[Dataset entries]
_ _ _

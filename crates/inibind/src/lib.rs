#![doc = include_str!("../README.md")]
//!
//! # Example
//!
//! ```
//! use inibind::Record;
//!
//! #[derive(Debug, Default, Record)]
//! struct Config {
//!     name: String,
//!     #[ini(default = 8080)]
//!     port: u16,
//!     tags: Vec<String>,
//!     db: Database,
//!     cache: Option<Cache>,
//! }
//!
//! #[derive(Debug, Default, Record)]
//! struct Database {
//!     url: String,
//! }
//!
//! #[derive(Debug, Default, Record)]
//! struct Cache {
//!     size: u32,
//! }
//!
//! let config: Config = inibind::from_str(
//!     "name = demo\n\
//!      tags = a\n    b\n\
//!      [db]\n\
//!      url = postgres://localhost\n",
//! )
//! .unwrap();
//!
//! assert_eq!(config.name, "demo");
//! assert_eq!(config.port, 8080);
//! assert_eq!(config.tags, ["a", "b"]);
//! assert_eq!(config.db.url, "postgres://localhost");
//! assert!(config.cache.is_none());
//! ```

// Lets `#[derive(Record)]` refer to `::inibind` from inside this crate.
extern crate self as inibind;

use std::io;
use std::path::Path;

mod case;
mod coerce;
mod decode;
mod defaults;
mod driver;
mod env;
mod error;
mod include;
mod loader;
mod options;
mod record;
mod registry;
mod resolve;
mod ser;
mod value;

pub use driver::Parser;
pub use env::{Environment, MapEnv, ProcessEnv, expand};
pub use error::{
    CoerceError, DecodeError, ErrorKind, ParseError, ParseErrors, SchemaError, SerializeError,
};
pub use inibind_derive::Record;
pub use inibind_parse::{DEFAULT_DELIMITER, ScanErrorKind, Span};
pub use loader::{FsLoader, Loader, MemoryLoader};
pub use options::{DEFAULT_MAX_INCLUDE_DEPTH, ParseOptions, SerializeOptions};
pub use record::{FieldDef, Record, RecordType, Section, Shape};
pub use registry::{FieldEntry, FieldMap, Registry};
pub use ser::IniSerializer;
pub use value::{Field, FieldMut, FieldRef, OptionalSlot, ScalarSlot, SequenceSlot, TextDecode};

/// Parse `source` into `record`, reading includes from the filesystem and
/// variables from the process environment.
///
/// Every recoverable problem is collected; fields that could be set are
/// set even when errors are returned.
pub fn parse<R: Record>(source: impl AsRef<[u8]>, record: &mut R) -> Result<(), ParseErrors> {
    Parser::new().parse(source, record)
}

/// Like [`parse`], splitting assignments on `delimiter`.
pub fn parse_with_delimiter<R: Record>(
    source: impl AsRef<[u8]>,
    record: &mut R,
    delimiter: &str,
) -> Result<(), ParseErrors> {
    Parser::new().delimiter(delimiter).parse(source, record)
}

/// Parse the file at `path` into `record`. Relative includes resolve
/// against the including file's directory.
pub fn parse_file<R: Record>(path: impl AsRef<Path>, record: &mut R) -> Result<(), ParseErrors> {
    Parser::new().parse_file(path, record)
}

/// Parse `source` into a new `R` built from its `Default`.
pub fn from_str<R: Record>(source: &str) -> Result<R, ParseErrors> {
    Parser::new().parse_new(source)
}

/// Serialize a record to a string.
pub fn to_string<R: Record>(record: &R) -> Result<String, SerializeError> {
    to_string_with_options(record, &SerializeOptions::default())
}

/// Serialize a record to a string with custom options.
pub fn to_string_with_options<R: Record>(
    record: &R,
    options: &SerializeOptions,
) -> Result<String, SerializeError> {
    let mut serializer = IniSerializer::with_options(options.clone());
    serializer.serialize(record)?;
    Ok(serializer.finish())
}

/// Serialize a record into `writer`. Nothing is written if serialization fails.
pub fn to_writer<W: io::Write, R: Record>(mut writer: W, record: &R) -> Result<(), SerializeError> {
    let text = to_string(record)?;
    writer.write_all(text.as_bytes())?;
    Ok(())
}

_ _ _

* ASSIGNMENT *
Set down the data once more, exactly as shown above.

* RESPONSE *
filename crates/inibind/src/lib.rs
#![doc = include_str!("../README.md")]
//!
//! # Example
//!
//! ```
//! use inibind::Record;
//!
//! #[derive(Debug, Default, Record)]
//! struct Config {
//!     name: String,
//!     #[ini(default = 8080)]
//!     port: u16,
//!     tags: Vec<String>,
//!     db: Database,
//!     cache: Option<Cache>,
//! }
//!
//! #[derive(Debug, Default, Record)]
//! struct Database {
//!     url: String,
//! }
//!
//! #[derive(Debug, Default, Record)]
//! struct Cache {
//!     size: u32,
//! }
//!
//! let config: Config = inibind::from_str(
//!     "name = demo\n\
//!      tags = a\n    b\n\
//!      [db]\n\
//!      url = postgres://localhost\n",
//! )
//! .unwrap();
//!
//! assert_eq!(config.name, "demo");
//! assert_eq!(config.port, 8080);
//! assert_eq!(config.tags, ["a", "b"]);
//! assert_eq!(config.db.url, "postgres://localhost");
//! assert!(config.cache.is_none());
//! ```

// Lets `#[derive(Record)]` refer to `::inibind` from inside this crate.
extern crate self as inibind;

use std::io;
use std::path::Path;

mod case;
mod coerce;
mod decode;
mod defaults;
mod driver;
mod env;
mod error;
mod include;
mod loader;
mod options;
mod record;
mod registry;
mod resolve;
mod ser;
mod value;

pub use driver::Parser;
pub use env::{Environment, MapEnv, ProcessEnv, expand};
pub use error::{
    CoerceError, DecodeError, ErrorKind, ParseError, ParseErrors, SchemaError, SerializeError,
};
pub use inibind_derive::Record;
pub use inibind_parse::{DEFAULT_DELIMITER, ScanErrorKind, Span};
pub use loader::{FsLoader, Loader, MemoryLoader};
pub use options::{DEFAULT_MAX_INCLUDE_DEPTH, ParseOptions, SerializeOptions};
pub use record::{FieldDef, Record, RecordType, Section, Shape};
pub use registry::{FieldEntry, FieldMap, Registry};
pub use ser::IniSerializer;
pub use value::{Field, FieldMut, FieldRef, OptionalSlot, ScalarSlot, SequenceSlot, TextDecode};

/// Parse `source` into `record`, reading includes from the filesystem and
/// variables from the process environment.
///
/// Every recoverable problem is collected; fields that could be set are
/// set even when errors are returned.
pub fn parse<R: Record>(source: impl AsRef<[u8]>, record: &mut R) -> Result<(), ParseErrors> {
    Parser::new().parse(source, record)
}

/// Like [`parse`], splitting assignments on `delimiter`.
pub fn parse_with_delimiter<R: Record>(
    source: impl AsRef<[u8]>,
    record: &mut R,
    delimiter: &str,
) -> Result<(), ParseErrors> {
    Parser::new().delimiter(delimiter).parse(source, record)
}

/// Parse the file at `path` into `record`. Relative includes resolve
/// against the including file's directory.
pub fn parse_file<R: Record>(path: impl AsRef<Path>, record: &mut R) -> Result<(), ParseErrors> {
    Parser::new().parse_file(path, record)
}

/// Parse `source` into a new `R` built from its `Default`.
pub fn from_str<R: Record>(source: &str) -> Result<R, ParseErrors> {
    Parser::new().parse_new(source)
}

/// Serialize a record to a string.
pub fn to_string<R: Record>(record: &R) -> Result<String, SerializeError> {
    to_string_with_options(record, &SerializeOptions::default())
}

/// Serialize a record to a string with custom options.
pub fn to_string_with_options<R: Record>(
    record: &R,
    options: &SerializeOptions,
) -> Result<String, SerializeError> {
    let mut serializer = IniSerializer::with_options(options.clone());
    serializer.serialize(record)?;
    Ok(serializer.finish())
}

/// Serialize a record into `writer`. Nothing is written if serialization fails.
pub fn to_writer<W: io::Write, R: Record>(mut writer: W, record: &R) -> Result<(), SerializeError> {
    let text = to_string(record)?;
    writer.write_all(text.as_bytes())?;
    Ok(())
}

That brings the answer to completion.